Forty years after, the need to prepare accurate
critical editions of the major source of art literature is not anymore to be
contrasted with the publication of facsimile reprints, but with their availability
on the Internet. Let us be clear: we do not want to deny that the Internet has
allowed scholars to have access to originals with an unforeseeable ease at the
time of Previtali. What we are still convinced of is that (just as in 1976) an original
text without critical apparatus, when posted in the network, lends itself to
the same dangers as facsimile reprints.
We asked for permission from the publishing
house Einaudi to write down and reproduce the pages (from IX to XII) dedicated from Previtali to support the need to prepare modern critical editions of the
sources. We have given them an invented title, but we think one which is very faithful
to the author's thought. We display the pages below in an English translation,
which the reader will hopefully appreciate. It goes without saying that copyrights
belong entirely to the publishing house, which I would like to thank.
Giovanni Previtali
Introduction to Bellori's Lives: pages ix-xii
(copyright Einaudi Publishing House)
A modern
edition of the main work of one of the authors who is generally considered the
"most important historian of art not only in Rome but throughout Italy,
even in Europe, in the seventeenth century" (Schlosser) [note of the editor:
Bellori],and as "the greatest scholar and archaeologist of his time"
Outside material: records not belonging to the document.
//! In-process JSON:API server for loopback tests.
//!
//! `FixtureServer` answers the Rootly endpoints the sync consumes from an
//! in-memory dataset. It paginates with `page[number]`/`page[size]` and
//! links to the next page the same way the hosted API does, so the client's
//! cursor handling runs unmodified.

use parking_lot::Mutex;
use rootly_client::{HttpRequest, HttpResponse, LoopbackServer, Schedule, Secret, Team, User};
use serde_json::{json, Value};
use std::collections::{HashMap, VecDeque};
use std::time::Duration;
use url::Url;

/// Base URL the fixture server pretends to live at.
pub const FIXTURE_BASE_URL: &str = "https://rootly.test";

/// API key the fixture server accepts.
pub const FIXTURE_API_KEY: &str = "fixture-api-key";

const DEFAULT_SERVER_PAGE_SIZE: usize = 20;

/// A scripted failure for requests whose path starts with a prefix.
struct Failure {
    path_prefix: String,
    status: u16,
    retry_after: Option<Duration>,
}

/// In-memory Rootly API.
#[derive(Default)]
pub struct FixtureServer {
    users: Vec<User>,
    teams: Vec<Team>,
    secrets: Vec<Secret>,
    schedules: Vec<Schedule>,
    rotations: HashMap<String, Vec<String>>,
    rotation_members: HashMap<String, Vec<String>>,
    on_call: HashMap<String, Vec<String>>,
    failures: Mutex<VecDeque<Failure>>,
    requests: Mutex<Vec<String>>,
}

impl FixtureServer {
    /// Creates an empty server.
    pub fn new() -> Self {
        Self::default()
    }

    /// Adds a user.
    pub fn with_user(mut self, user: User) -> Self {
        self.users.push(user);
        self
    }

    /// Adds a team.
    pub fn with_team(mut self, team: Team) -> Self {
        self.teams.push(team);
        self
    }

    /// Adds a secret.
    pub fn with_secret(mut self, secret: Secret) -> Self {
        self.secrets.push(secret);
        self
    }

    /// Adds a schedule.
    pub fn with_schedule(mut self, schedule: Schedule) -> Self {
        self.schedules.push(schedule);
        self
    }

    /// Sets a schedule's rotation ids.
    pub fn with_rotations(mut self, schedule_id: &str, rotation_ids: &[&str]) -> Self {
        self.rotations
            .insert(schedule_id.to_string(), to_strings(rotation_ids));
        self
    }

    /// Sets a rotation's member user ids.
    pub fn with_rotation_members(mut self, rotation_id: &str, user_ids: &[&str]) -> Self {
        self.rotation_members
            .insert(rotation_id.to_string(), to_strings(user_ids));
        self
    }

    /// Sets the users on call for a schedule.
    pub fn with_on_call(mut self, schedule_id: &str, user_ids: &[&str]) -> Self {
        self.on_call
            .insert(schedule_id.to_string(), to_strings(user_ids));
        self
    }

    /// Fails the next request whose path starts with `path_prefix`.
    pub fn fail_next(&self, path_prefix: &str, status: u16) {
        self.failures.lock().push_back(Failure {
            path_prefix: path_prefix.to_string(),
            status,
            retry_after: None,
        });
    }

    /// Fails the next matching request with a `Retry-After` delay.
    pub fn throttle_next(&self, path_prefix: &str, retry_after: Duration) {
        self.failures.lock().push_back(Failure {
            path_prefix: path_prefix.to_string(),
            status: 429,
            retry_after: Some(retry_after),
        });
    }

    /// Returns the path and query of every request received so far.
    pub fn requests(&self) -> Vec<String> {
        self.requests.lock().clone()
    }

    /// Returns how many requests hit a path starting with `path_prefix`.
    pub fn request_count(&self, path_prefix: &str) -> usize {
        self.requests
            .lock()
            .iter()
            .filter(|r| r.starts_with(path_prefix))
            .count()
    }

    fn scripted_failure(&self, path: &str) -> Option<HttpResponse> {
        let mut failures = self.failures.lock();
        let index = failures.iter().position(|f| path.starts_with(&f.path_prefix))?;
        let failure = failures.remove(index)?;
        let mut response = error_response(failure.status, "Scripted failure");
        response.retry_after = failure.retry_after;
        Some(response)
    }

    fn route(&self, path: &str, query: &HashMap<String, String>) -> HttpResponse {
        let segments: Vec<&str> = path.trim_matches('/').split('/').collect();
        match segments.as_slice() {
            ["v1", "users"] => {
                let items: Vec<Value> = self.users.iter().map(user_object).collect();
                collection(path, query, items)
            }
            ["v1", "teams"] => {
                let items: Vec<Value> = self.teams.iter().map(team_object).collect();
                collection(path, query, items)
            }
            ["v1", "teams", id] => match self.teams.iter().find(|t| t.id == *id) {
                Some(team) => single(team_object(team)),
                None => error_response(404, "Team not found"),
            },
            ["v1", "secrets"] => {
                let items: Vec<Value> = self.secrets.iter().map(secret_object).collect();
                collection(path, query, items)
            }
            ["v1", "schedules"] => {
                let items: Vec<Value> = self.schedules.iter().map(schedule_object).collect();
                collection(path, query, items)
            }
            ["v1", "schedules", id] => match self.schedules.iter().find(|s| s.id == *id) {
                Some(schedule) => single(schedule_object(schedule)),
                None => error_response(404, "Schedule not found"),
            },
            ["v1", "schedules", id, "schedule_rotations"] => {
                let items = self
                    .rotations
                    .get(*id)
                    .map(|ids| ids.iter().map(|r| rotation_object(r, id)).collect())
                    .unwrap_or_default();
                collection(path, query, items)
            }
            ["v1", "schedule_rotations", id, "schedule_rotation_users"] => {
                let items = self
                    .rotation_members
                    .get(*id)
                    .map(|ids| ids.iter().map(|u| rotation_user_object(id, u)).collect())
                    .unwrap_or_default();
                collection(path, query, items)
            }
            ["v1", "schedules", id, "shifts"] => self.shifts(id, query),
            _ => error_response(404, "Not found"),
        }
    }

    fn shifts(&self, schedule_id: &str, query: &HashMap<String, String>) -> HttpResponse {
        if !query.contains_key("from") || !query.contains_key("to") {
            return error_response(400, "from and to are required");
        }
        let on_call = self.on_call.get(schedule_id).cloned().unwrap_or_default();

        let shifts: Vec<Value> = on_call
            .iter()
            .enumerate()
            .map(|(i, user_id)| {
                json!({
                    "id": format!("{schedule_id}-shift-{i}"),
                    "type": "shifts",
                    "attributes": {
                        "schedule_id": schedule_id,
                        "starts_at": query["from"],
                        "ends_at": query["to"]
                    },
                    "relationships": {"user": {"data": {"id": user_id, "type": "users"}}}
                })
            })
            .collect();

        let included: Vec<Value> = on_call
            .iter()
            .map(|user_id| match self.users.iter().find(|u| &u.id == user_id) {
                Some(user) => user_object(user),
                None => json!({"id": user_id, "type": "users", "attributes": {}}),
            })
            .collect();

        ok(json!({"data": shifts, "included": included}))
    }
}

impl LoopbackServer for FixtureServer {
    fn handle_get(&self, path_and_query: &str, request: &HttpRequest) -> HttpResponse {
        self.requests.lock().push(path_and_query.to_string());

        let expected = format!("Bearer {FIXTURE_API_KEY}");
        if request.header("Authorization") != Some(expected.as_str()) {
            return error_response(401, "Unauthorized");
        }

        let Ok(url) = Url::parse(&format!("{FIXTURE_BASE_URL}{path_and_query}")) else {
            return error_response(400, "Bad request");
        };
        if let Some(failure) = self.scripted_failure(url.path()) {
            return failure;
        }

        let query: HashMap<String, String> = url.query_pairs().into_owned().collect();
        self.route(url.path(), &query)
    }
}

fn to_strings(values: &[&str]) -> Vec<String> {
    values.iter().map(|v| v.to_string()).collect()
}

/// Rootly serializes user ids as numbers.
fn numeric(id: &str) -> Value {
    id.parse::<i64>().map(Value::from).unwrap_or_else(|_| Value::from(id))
}

fn non_empty(value: &str) -> Value {
    if value.is_empty() {
        Value::Null
    } else {
        Value::from(value)
    }
}

fn user_object(user: &User) -> Value {
    json!({
        "id": user.id,
        "type": "users",
        "attributes": {
            "name": non_empty(&user.name),
            "email": non_empty(&user.email),
            "full_name": non_empty(&user.full_name),
            "slack_id": non_empty(&user.slack_id),
            "phone": non_empty(&user.phone),
            "created_at": non_empty(&user.created_at),
            "updated_at": non_empty(&user.updated_at)
        }
    })
}

fn team_object(team: &Team) -> Value {
    json!({
        "id": team.id,
        "type": "groups",
        "attributes": {
            "name": team.name,
            "description": non_empty(&team.description),
            "user_ids": team.member_ids.iter().map(|id| numeric(id)).collect::<Vec<_>>(),
            "admin_ids": team.admin_ids.iter().map(|id| numeric(id)).collect::<Vec<_>>(),
            "created_at": non_empty(&team.created_at),
            "updated_at": non_empty(&team.updated_at)
        }
    })
}

fn secret_object(secret: &Secret) -> Value {
    json!({
        "id": secret.id,
        "type": "secrets",
        "attributes": {
            "name": secret.name,
            "kind": "built_in",
            "created_at": non_empty(&secret.created_at),
            "updated_at": non_empty(&secret.updated_at)
        }
    })
}

fn schedule_object(schedule: &Schedule) -> Value {
    json!({
        "id": schedule.id,
        "type": "schedules",
        "attributes": {
            "name": schedule.name,
            "description": non_empty(&schedule.description),
            "owner_user_id": schedule.owner_user_id.as_deref().map(numeric),
            "owner_group_ids": schedule.owner_team_ids,
            "created_at": non_empty(&schedule.created_at),
            "updated_at": non_empty(&schedule.updated_at)
        }
    })
}

fn rotation_object(rotation_id: &str, schedule_id: &str) -> Value {
    json!({
        "id": rotation_id,
        "type": "schedule_rotations",
        "attributes": {"schedule_id": schedule_id, "name": format!("Rotation {rotation_id}")}
    })
}

fn rotation_user_object(rotation_id: &str, user_id: &str) -> Value {
    json!({
        "id": format!("{rotation_id}-{user_id}"),
        "type": "schedule_rotation_users",
        "attributes": {"schedule_rotation_id": rotation_id, "user_id": numeric(user_id)}
    })
}

fn page_param(query: &HashMap<String, String>, key: &str, default: usize) -> usize {
    query
        .get(key)
        .and_then(|v| v.parse().ok())
        .filter(|v| *v > 0)
        .unwrap_or(default)
}

fn collection(
    path: &str,
    query: &HashMap<String, String>,
    items: Vec<Value>,
) -> HttpResponse {
    let number = page_param(query, "page[number]", 1);
    let size = page_param(query, "page[size]", DEFAULT_SERVER_PAGE_SIZE);

    let start = (number - 1).saturating_mul(size).min(items.len());
    let end = start.saturating_add(size).min(items.len());
    let next = if end < items.len() {
        Value::from(format!(
            "{FIXTURE_BASE_URL}{path}?page%5Bnumber%5D={}&page%5Bsize%5D={size}",
            number + 1
        ))
    } else {
        Value::Null
    };

    ok(json!({
        "data": items[start..end].to_vec(),
        "links": {"self": format!("{FIXTURE_BASE_URL}{path}"), "next": next},
        "meta": {"current_page": number, "total_count": items.len()}
    }))
}

fn single(object: Value) -> HttpResponse {
    ok(json!({"data": object}))
}

fn ok(document: Value) -> HttpResponse {
    HttpResponse::json_api(200, document.to_string())
}

fn error_response(status: u16, title: &str) -> HttpResponse {
    let body = json!({"errors": [{"title": title, "status": status.to_string()}]});
    HttpResponse::json_api(status, body.to_string())
}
(Panofsky) [1] needs no special justification; if anything, it would seem that one
should raise the question, on the contrary, why our historic-artistic culture,
full of so much glorious traditions and so prodigal, since some time, of methodologically
'updated' essays, had to wait for the third centenary since the first printed
edition of the Vite (Lives)
(1672-1972) to fulfil this primary duty to one of its illustrious ancestors;
and whether this delay is substantially an additional sign of its weakness and the
inability not only to keep its position in the debate of ideas, but even to use
its resources to cope with the demands of the public, the school, the book
market.
As a matter
of fact, when forty years ago the increase of interest for the art of the
seventeenth century, with Messrs Voss and Longhi, Pevsner and Pollak [2] as pioneers
and auspices, made again necessary to have at hand the main "sources"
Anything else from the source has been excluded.